12.05.2014

Beim Arzt

Die beiden Schulen sind sich nicht ganz grün. Wenn man in der einen von der anderen redet, dann tun sie jeweils so, als wüssten sie nicht, was wir da meinen. Oder sie sagen, das sei schon in Ordnung, kein Problem. Wir aber tun so, als sei es das Selbstverständlichste von der Welt, in der einen zu wohnen und zu trainieren, und in der anderen einzukaufen oder eben einen Termin beim Arzt zu machen. Der erste Termin wurde wegen ungenauer Absprachen von uns verpasst, was nicht gut angesehen wurde. Heute nun waren wir pünktlich, hatten dafür ein Teil unseres Trainings ausfallen lassen und wissen noch nicht, wie Meister Zhong darauf reagiert.
Die junge Frau, welche uns empfängt und wissen will, woran es denn fehlt, wie sich später herausstellt ist sie die Tochter des Doktors, spricht nur Chinesisch. Deshalb wird ein freundlicher kleiner Mann in kurzen Hosen herbeigerufen, eine chinesische Ausgabe von Woody Allen, der ständig nervös nickt beim Sprechen und  übersetzen kann. Nachdem der Fall geklärt ist, besser, einmal in einer Version vorgetragen, gehen wir mit dem zwischenzeitlich erschienenen Doktor in das kleine Behandlungszimmer. Der Arzt, dessen Gesicht mich an die Sun Zi. Mio Briefmarke erinnert, redet, der Übersetzer stockt und bittet ihn, seine Tochter zu rufen. Er kann den Mann nicht verstehen, er spreche einen Henan Dialekt, aber die Tochter sei des Mandarins mächtig. So erklären wir noch einmal Woddy Allen den Fall, der spricht nickend zur Tochter, welche dann den Vater verständigt. Die Antwort des Vaters geht über die Tochter zu Woddy Allen, dessen englische Interpretation mitunter von mir noch einmal an die Patientin verdeutscht werden muss. Ob das alles dem Verständnis geholfen hat, wage ich zu bezweifeln. Aber letztlich besteht die Diagnose ja aus dem Fühlen der diversen Pulse und der Betrachtung der Zunge.

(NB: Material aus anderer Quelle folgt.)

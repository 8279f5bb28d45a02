//! Best-effort market enrichment.
//!
//! Attaches slug, condition id and outcome to a trade by looking up its token
//! id among known markets. A miss or a failing lookup leaves the trade
//! unenriched; enrichment never fails ingestion.

use std::collections::HashMap;
use std::sync::Arc;

use alloy_primitives::U256;
use async_trait::async_trait;
use serde::Serialize;

use crate::error::IndexerError;
use crate::store::TradeStore;
use crate::types::{Enrichment, Market, Outcome, Trade};

/// Read access to market metadata maintained by the metadata-sync process.
#[async_trait]
pub trait MarketLookup: Send + Sync {
    /// The market whose YES or NO token id equals `token_id`.
    async fn market_by_token_id(&self, token_id: U256) -> Result<Option<Market>, IndexerError>;
}

/// Result of an out-of-band enrichment pass.
#[derive(Debug, Clone, Copy, Default, PartialEq, Eq, Serialize)]
pub struct BackfillReport {
    pub scanned: usize,
    pub enriched: usize,
    pub unmatched: usize,
}

pub struct MarketEnricher {
    lookup: Arc<dyn MarketLookup>,
}

impl MarketEnricher {
    pub fn new(lookup: Arc<dyn MarketLookup>) -> Self {
        Self { lookup }
    }

    /// Enrichment for `token_id`, or `None` if no market matches.
    async fn resolve(&self, token_id: U256) -> Option<Enrichment> {
        match self.lookup.market_by_token_id(token_id).await {
            Ok(Some(market)) => Some(enrichment_for(&market, token_id)),
            Ok(None) => {
                tracing::debug!(%token_id, "No market for token id");
                None
            }
            Err(e) => {
                tracing::warn!(
                    %token_id,
                    error = %e,
                    "Market lookup failed; trade left unenriched"
                );
                None
            }
        }
    }

    async fn resolve_cached(
        &self,
        cache: &mut HashMap<U256, Option<Enrichment>>,
        token_id: U256,
    ) -> Option<Enrichment> {
        if let Some(hit) = cache.get(&token_id) {
            return hit.clone();
        }
        let resolved = self.resolve(token_id).await;
        cache.insert(token_id, resolved.clone());
        resolved
    }

    pub async fn enrich(&self, mut trade: Trade) -> Trade {
        if trade.is_enriched() {
            return trade;
        }
        if let Some(enrichment) = self.resolve(trade.token_id).await {
            trade.apply_enrichment(enrichment);
        }
        trade
    }

    /// Enrich a batch, resolving each distinct token id once.
    pub async fn enrich_batch(&self, trades: Vec<Trade>) -> Vec<Trade> {
        let mut cache: HashMap<U256, Option<Enrichment>> = HashMap::new();
        let mut out = Vec::with_capacity(trades.len());
        for mut trade in trades {
            if !trade.is_enriched() {
                if let Some(enrichment) = self.resolve_cached(&mut cache, trade.token_id).await {
                    trade.apply_enrichment(enrichment);
                }
            }
            out.push(trade);
        }
        out
    }

    /// Enrich up to `limit` stored trades whose market fields are still empty.
    pub async fn backfill(
        &self,
        store: &dyn TradeStore,
        limit: usize,
    ) -> Result<BackfillReport, IndexerError> {
        let pending = store.unenriched_trades(limit).await?;
        let mut report = BackfillReport {
            scanned: pending.len(),
            ..Default::default()
        };

        let mut cache: HashMap<U256, Option<Enrichment>> = HashMap::new();
        for trade in &pending {
            match self.resolve_cached(&mut cache, trade.token_id).await {
                Some(e) => {
                    if store.set_enrichment(trade.key(), &e).await? {
                        report.enriched += 1;
                    }
                }
                None => report.unmatched += 1,
            }
        }

        tracing::info!(
            scanned = report.scanned,
            enriched = report.enriched,
            unmatched = report.unmatched,
            "Enrichment backfill complete"
        );
        Ok(report)
    }
}

/// The lookup only returns markets holding `token_id`, so anything that is
/// not the YES token is the NO token.
fn enrichment_for(market: &Market, token_id: U256) -> Enrichment {
    Enrichment {
        market_slug: market.slug.clone(),
        condition_id: market.condition_id,
        outcome: market.outcome_of(token_id).unwrap_or(Outcome::No),
    }
}

#[cfg(test)]
mod tests {
    use super::*;
    use crate::ctf::USDC_E;
    use crate::decoder::tests::{buy_fill, order_filled_log};
    use crate::decoder::{TradeLogDecoder, CTF_EXCHANGE};
    use alloy_primitives::{Address, B256};
    use std::sync::atomic::{AtomicUsize, Ordering};

    struct StaticMarkets {
        markets: Vec<Market>,
        calls: AtomicUsize,
    }

    #[async_trait]
    impl MarketLookup for StaticMarkets {
        async fn market_by_token_id(&self, token_id: U256) -> Result<Option<Market>, IndexerError> {
            self.calls.fetch_add(1, Ordering::SeqCst);
            Ok(self
                .markets
                .iter()
                .find(|m| m.yes_token_id == token_id || m.no_token_id == token_id)
                .cloned())
        }
    }

    struct BrokenLookup;

    #[async_trait]
    impl MarketLookup for BrokenLookup {
        async fn market_by_token_id(&self, _: U256) -> Result<Option<Market>, IndexerError> {
            Err(IndexerError::Storage("markets table locked".into()))
        }
    }

    fn market() -> Market {
        Market::derive(B256::repeat_byte(0xaa), "will-it-rain", Address::ZERO, USDC_E)
    }

    fn trade_for(token_id: U256) -> Trade {
        let log = order_filled_log(CTF_EXCHANGE, &buy_fill(1, 500_000, 1_000_000), 1, 0x11, 0);
        let mut trade = TradeLogDecoder::polymarket().decode(&log, 0).unwrap();
        trade.token_id = token_id;
        trade.taker_asset_id = token_id;
        trade
    }

    #[tokio::test]
    async fn attaches_market_identity() {
        let m = market();
        let enricher = MarketEnricher::new(Arc::new(StaticMarkets {
            markets: vec![m.clone()],
            calls: AtomicUsize::new(0),
        }));

        let yes = enricher.enrich(trade_for(m.yes_token_id)).await;
        assert_eq!(yes.market_slug.as_deref(), Some("will-it-rain"));
        assert_eq!(yes.condition_id, Some(m.condition_id));
        assert_eq!(yes.outcome, Some(Outcome::Yes));

        let no = enricher.enrich(trade_for(m.no_token_id)).await;
        assert_eq!(no.outcome, Some(Outcome::No));
    }

    #[tokio::test]
    async fn miss_and_failure_leave_trade_unchanged() {
        let miss = MarketEnricher::new(Arc::new(StaticMarkets {
            markets: vec![],
            calls: AtomicUsize::new(0),
        }));
        let trade = trade_for(U256::from(5u64));
        assert_eq!(miss.enrich(trade.clone()).await, trade);

        let broken = MarketEnricher::new(Arc::new(BrokenLookup));
        assert_eq!(broken.enrich(trade.clone()).await, trade);
    }

    #[tokio::test]
    async fn batch_looks_up_each_token_once() {
        let m = market();
        let lookup = Arc::new(StaticMarkets {
            markets: vec![m.clone()],
            calls: AtomicUsize::new(0),
        });
        let enricher = MarketEnricher::new(lookup.clone());

        let trades = vec![
            trade_for(m.yes_token_id),
            trade_for(m.yes_token_id),
            trade_for(m.no_token_id),
            trade_for(U256::from(9u64)),
        ];
        let out = enricher.enrich_batch(trades).await;
        assert_eq!(lookup.calls.load(Ordering::SeqCst), 3);
        assert_eq!(out.iter().filter(|t| t.is_enriched()).count(), 3);
    }
}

Nach der chinesischen Medizin sind an beiden Handgelenken je sechs verschiedene Pulse zu fühlen, drei oberflächliche und drei tiefe. An ihrer unterschiedlichen Art zu schlagen, die klassischen Beschreibungen kennen zitternd, zögernd, wie Hammerschläge oder wie auf Wasser treibender Bambus, erkennt der Arzt die Zustände des Qi in den einzelnen Meridianen, woraus er auf den Allgemeinzustand schließen kann. Die Diagnose kann dann zum Beispiel ein Mangel oder eine Fülle an Qi, im Yang oder Yin der inneren Organe sein.
Nun wird nach Rezept des Arztes ein Dekokt erstellt, welches aus vierzehn verschiedenen Zutaten besteht, darunter auch ein aus fossilen Knochen geriebenes Pulver, wie uns Woddy Allen nickend erklärt. Auf meine Frage nach der Bezahlung wird die Diagnose als kostenlos geführt und für die Medizin bekommen wir einen Freundschaftspreis.

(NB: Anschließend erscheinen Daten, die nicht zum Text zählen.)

//! Fluent builder for scanners.
//!
//! # Example
//!
//! ```rust,no_run
//! use std::sync::Arc;
//! use ctfindex_evm::{HttpChainClient, ScannerBuilder};
//! use ctfindex_evm::client::HttpClientConfig;
//! use ctfindex_storage::InMemoryStorage;
//!
//! # fn main() -> Result<(), ctfindex_core::IndexerError> {
//! let storage = Arc::new(InMemoryStorage::new());
//! let client = HttpChainClient::new("https://polygon-rpc.com", HttpClientConfig::default())?;
//! let scanner = ScannerBuilder::new()
//!     .batch_size(500)
//!     .initial_offset(5_000)
//!     .market_lookup(storage.clone())
//!     .build(client, storage.clone(), storage)?;
//! # Ok(())
//! # }
//! ```

use std::sync::Arc;

use alloy_primitives::{Address, B256};

use ctfindex_core::checkpoint::CheckpointStore;
use ctfindex_core::enricher::{MarketEnricher, MarketLookup};
use ctfindex_core::error::IndexerError;
use ctfindex_core::indexer::ScannerConfig;
use ctfindex_core::store::TradeStore;

use crate::client::ChainClient;
use crate::scanner::IndexerScanner;

/// Fluent builder for `ScannerConfig` and `IndexerScanner`.
#[derive(Default)]
pub struct ScannerBuilder {
    config: ScannerConfig,
    lookup: Option<Arc<dyn MarketLookup>>,
}

impl ScannerBuilder {
    pub fn new() -> Self {
        Self::default()
    }

    /// Replace the tracked exchange contracts.
    pub fn exchanges(mut self, exchanges: Vec<Address>) -> Self {
        self.config.exchanges = exchanges;
        self
    }

    pub fn topic0(mut self, topic0: B256) -> Self {
        self.config.topic0 = topic0;
        self
    }

    /// Set the number of blocks per `eth_getLogs` call.
    pub fn batch_size(mut self, size: u64) -> Self {
        self.config.batch_size = size;
        self
    }

    /// Blocks behind the head to start from when no checkpoint exists.
    pub fn initial_offset(mut self, blocks: u64) -> Self {
        self.config.initial_offset = blocks;
        self
    }

    pub fn poll_interval_ms(mut self, ms: u64) -> Self {
        self.config.poll_interval_ms = ms;
        self
    }

    pub fn retry_delay_ms(mut self, ms: u64) -> Self {
        self.config.retry_delay_ms = ms;
        self
    }

    pub fn max_batch_retries(mut self, n: u32) -> Self {
        self.config.max_batch_retries = n;
        self
    }

    /// Enrich trades against this market source during ingestion.
    pub fn market_lookup(mut self, lookup: Arc<dyn MarketLookup>) -> Self {
        self.lookup = Some(lookup);
        self
    }

    pub fn build_config(self) -> ScannerConfig {
        self.config
    }

    /// Validate the configuration and assemble the scanner.
    pub fn build<C: ChainClient>(
        self,
        client: C,
        trades: Arc<dyn TradeStore>,
        checkpoints: Arc<dyn CheckpointStore>,
    ) -> Result<IndexerScanner<C>, IndexerError> {
        let enricher = self.lookup.map(MarketEnricher::new);
        IndexerScanner::new(self.config, client, trades, checkpoints, enricher)
    }
}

Als ich in den Neunzigerjahren meine erste Reise nach China unternahm, besuchten wir die obligatorischen Produktionsstätten, an denen die produzierte Ware direkt erworben werden konnte. Später fuhren wir auch in einen sogenannten Freundschaftsladen, Einkaufsstätten für Ausländer, in denen die Ware aus den Produktionsstätten zum dreifachen Preis angeboten wurde.

Einnahme der Medizin

Das fertige Medikament befindet sich ein einer anderthalb Liter Colaflasche und sieht aus, als habe man die Restbrühe einer Speißwanne hinein gegeben. Ein dunkles Graugrün mit Tendenz zu faulig. Davon soll zwei mal täglich ein Viertel der Flasche erwärmt werden und zusammen mit einem etwa gleichfarbenen Pulver, dem Zement, getrunken werden. Nachdem wir in unserer provisorischen Bleibe den Vorgang zunächst gut durchgeplant haben, gehen wir über zur Realisation.

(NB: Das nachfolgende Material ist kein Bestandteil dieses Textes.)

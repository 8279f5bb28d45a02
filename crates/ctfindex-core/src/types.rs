//! Shared types for the ingestion pipeline.

use std::fmt;
use std::str::FromStr;

use alloy_primitives::{Address, B256, U256};
use serde::{Deserialize, Serialize};

use crate::ctf;
use crate::decoder;

// ─── Side / Outcome ───────────────────────────────────────────────────────────

/// Direction of a fill, seen from the order maker.
#[derive(Debug, Clone, Copy, PartialEq, Eq, Hash, Serialize, Deserialize)]
#[serde(rename_all = "UPPERCASE")]
pub enum Side {
    /// Maker paid collateral for outcome shares.
    Buy,
    /// Maker sold outcome shares for collateral.
    Sell,
}

impl fmt::Display for Side {
    fn fmt(&self, f: &mut fmt::Formatter<'_>) -> fmt::Result {
        match self {
            Self::Buy => write!(f, "BUY"),
            Self::Sell => write!(f, "SELL"),
        }
    }
}

impl FromStr for Side {
    type Err = String;

    fn from_str(s: &str) -> Result<Self, Self::Err> {
        match s {
            "BUY" => Ok(Self::Buy),
            "SELL" => Ok(Self::Sell),
            other => Err(format!("unknown side '{other}'")),
        }
    }
}

/// Binary market outcome a token id belongs to.
#[derive(Debug, Clone, Copy, PartialEq, Eq, Hash, Serialize, Deserialize)]
#[serde(rename_all = "UPPERCASE")]
pub enum Outcome {
    Yes,
    No,
}

impl fmt::Display for Outcome {
    fn fmt(&self, f: &mut fmt::Formatter<'_>) -> fmt::Result {
        match self {
            Self::Yes => write!(f, "YES"),
            Self::No => write!(f, "NO"),
        }
    }
}

impl FromStr for Outcome {
    type Err = String;

    fn from_str(s: &str) -> Result<Self, Self::Err> {
        match s {
            "YES" => Ok(Self::Yes),
            "NO" => Ok(Self::No),
            other => Err(format!("unknown outcome '{other}'")),
        }
    }
}

// ─── Trade ────────────────────────────────────────────────────────────────────

/// Identity of a trade: the log that produced it.
#[derive(Debug, Clone, Copy, PartialEq, Eq, PartialOrd, Ord, Hash, Serialize, Deserialize)]
pub struct TradeKey {
    pub tx_hash: B256,
    pub log_index: u64,
}

/// Market identity attached to a trade by the enricher.
#[derive(Debug, Clone, PartialEq, Eq, Serialize, Deserialize)]
pub struct Enrichment {
    pub market_slug: String,
    pub condition_id: B256,
    pub outcome: Outcome,
}

/// A decoded `OrderFilled` fill, denominated in collateral.
#[derive(Debug, Clone, PartialEq, Serialize, Deserialize)]
pub struct Trade {
    pub tx_hash: B256,
    pub log_index: u64,
    /// Exchange contract that emitted the event.
    pub exchange: Address,
    pub order_hash: B256,
    pub maker: Address,
    pub taker: Address,
    pub maker_asset_id: U256,
    pub taker_asset_id: U256,
    pub maker_amount: U256,
    pub taker_amount: U256,
    pub fee: U256,
    pub side: Side,
    /// The outcome token traded (the non-collateral asset id).
    pub token_id: U256,
    /// Collateral paid per outcome share.
    pub price: f64,
    /// `false` when `price` falls outside `(0, 1]`; such trades are kept but
    /// must be excluded from aggregates.
    pub price_valid: bool,
    pub block_number: u64,
    /// Unix seconds (block time when the provider reports it, ingestion time otherwise).
    pub timestamp: i64,
    pub market_slug: Option<String>,
    pub condition_id: Option<B256>,
    pub outcome: Option<Outcome>,
}

impl Trade {
    pub fn key(&self) -> TradeKey {
        TradeKey {
            tx_hash: self.tx_hash,
            log_index: self.log_index,
        }
    }

    /// Raw collateral amount moved by this fill.
    pub fn collateral_raw(&self) -> U256 {
        match self.side {
            Side::Buy => self.maker_amount,
            Side::Sell => self.taker_amount,
        }
    }

    /// Raw outcome-share amount moved by this fill.
    pub fn shares_raw(&self) -> U256 {
        match self.side {
            Side::Buy => self.taker_amount,
            Side::Sell => self.maker_amount,
        }
    }

    /// Collateral notional in whole units.
    pub fn notional(&self) -> f64 {
        decoder::collateral_amount(self.collateral_raw())
    }

    /// Re-derive the price from the raw amounts.
    ///
    /// Readers of persisted trades should use this rather than a stored
    /// price column. Returns `None` if the share amount is zero.
    pub fn recompute_price(&self) -> Option<f64> {
        decoder::price_from_amounts(self.collateral_raw(), self.shares_raw())
    }

    pub fn is_enriched(&self) -> bool {
        self.market_slug.is_some()
    }

    pub fn apply_enrichment(&mut self, enrichment: Enrichment) {
        self.market_slug = Some(enrichment.market_slug);
        self.condition_id = Some(enrichment.condition_id);
        self.outcome = Some(enrichment.outcome);
    }
}

// ─── Market ───────────────────────────────────────────────────────────────────

/// A binary market's identity, maintained by the metadata-sync process.
#[derive(Debug, Clone, PartialEq, Eq, Serialize, Deserialize)]
pub struct Market {
    pub condition_id: B256,
    pub slug: String,
    pub yes_token_id: U256,
    pub no_token_id: U256,
    pub oracle: Address,
    pub collateral_token: Address,
}

impl Market {
    /// Build a market whose token ids are derived from its condition.
    pub fn derive(
        condition_id: B256,
        slug: impl Into<String>,
        oracle: Address,
        collateral_token: Address,
    ) -> Self {
        let positions = ctf::derive_binary_positions(collateral_token, condition_id);
        Self {
            condition_id,
            slug: slug.into(),
            yes_token_id: positions.position_yes,
            no_token_id: positions.position_no,
            oracle,
            collateral_token,
        }
    }

    /// Which side of this market `token_id` represents, if any.
    pub fn outcome_of(&self, token_id: U256) -> Option<Outcome> {
        if token_id == self.yes_token_id {
            Some(Outcome::Yes)
        } else if token_id == self.no_token_id {
            Some(Outcome::No)
        } else {
            None
        }
    }
}

// ─── RawLog ───────────────────────────────────────────────────────────────────

/// A raw EVM log as returned by `eth_getLogs`.
#[derive(Debug, Clone, Serialize, Deserialize)]
pub struct RawLog {
    pub address: String,
    pub topics: Vec<String>,
    pub data: String,
    #[serde(rename = "blockNumber")]
    pub block_number: String,
    #[serde(rename = "transactionHash")]
    pub tx_hash: String,
    #[serde(rename = "logIndex")]
    pub log_index: String,
    /// Some providers include the block timestamp in log responses.
    #[serde(rename = "blockTimestamp", default, skip_serializing_if = "Option::is_none")]
    pub block_timestamp: Option<String>,
    #[serde(default, skip_serializing_if = "Option::is_none")]
    pub removed: Option<bool>,
}

impl RawLog {
    pub fn block_number_u64(&self) -> Option<u64> {
        parse_hex_u64(&self.block_number)
    }

    pub fn log_index_u64(&self) -> Option<u64> {
        parse_hex_u64(&self.log_index)
    }

    pub fn timestamp(&self) -> Option<i64> {
        self.block_timestamp
            .as_deref()
            .and_then(parse_hex_u64)
            .map(|t| t as i64)
    }

    /// Returns `true` if this log was removed by a reorg.
    pub fn is_removed(&self) -> bool {
        self.removed.unwrap_or(false)
    }

    /// Decode the `data` field into bytes.
    pub fn data_bytes(&self) -> Result<Vec<u8>, hex::FromHexError> {
        hex::decode(strip_0x(&self.data))
    }
}

/// Parse a hex-encoded quantity (with or without `0x`) to u64.
pub fn parse_hex_u64(s: &str) -> Option<u64> {
    let s = strip_0x(s);
    if s.is_empty() {
        return None;
    }
    u64::from_str_radix(s, 16).ok()
}

/// Encode a quantity the way JSON-RPC expects (`0x`-prefixed, no leading zeros).
pub fn to_hex_quantity(n: u64) -> String {
    format!("0x{n:x}")
}

/// `0x`-prefixed lowercase hex of raw bytes.
pub fn to_hex_0x(bytes: &[u8]) -> String {
    format!("0x{}", hex::encode(bytes))
}

fn strip_0x(s: &str) -> &str {
    s.strip_prefix("0x")
        .or_else(|| s.strip_prefix("0X"))
        .unwrap_or(s)
}

// ─── Tests ────────────────────────────────────────────────────────────────────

Das erwärmte Getränk wechselt in ein Trinkgefäß, jedoch allein der Gedanke, es über die Lippen bringen zu müssen, löst bei der Patientin ein widerwilliges Schütteln aus. Zwischen den einzelnen Schlucken werden hypothetische Verschlimmerungen diskutiert. Schließlich und endlich bringen wir den allergrößten Teil die Medizin von außen nach innen, spülen alle Gerätschaften gut aus und hoffen, den morgigen Tag unbeschadet zu erleben.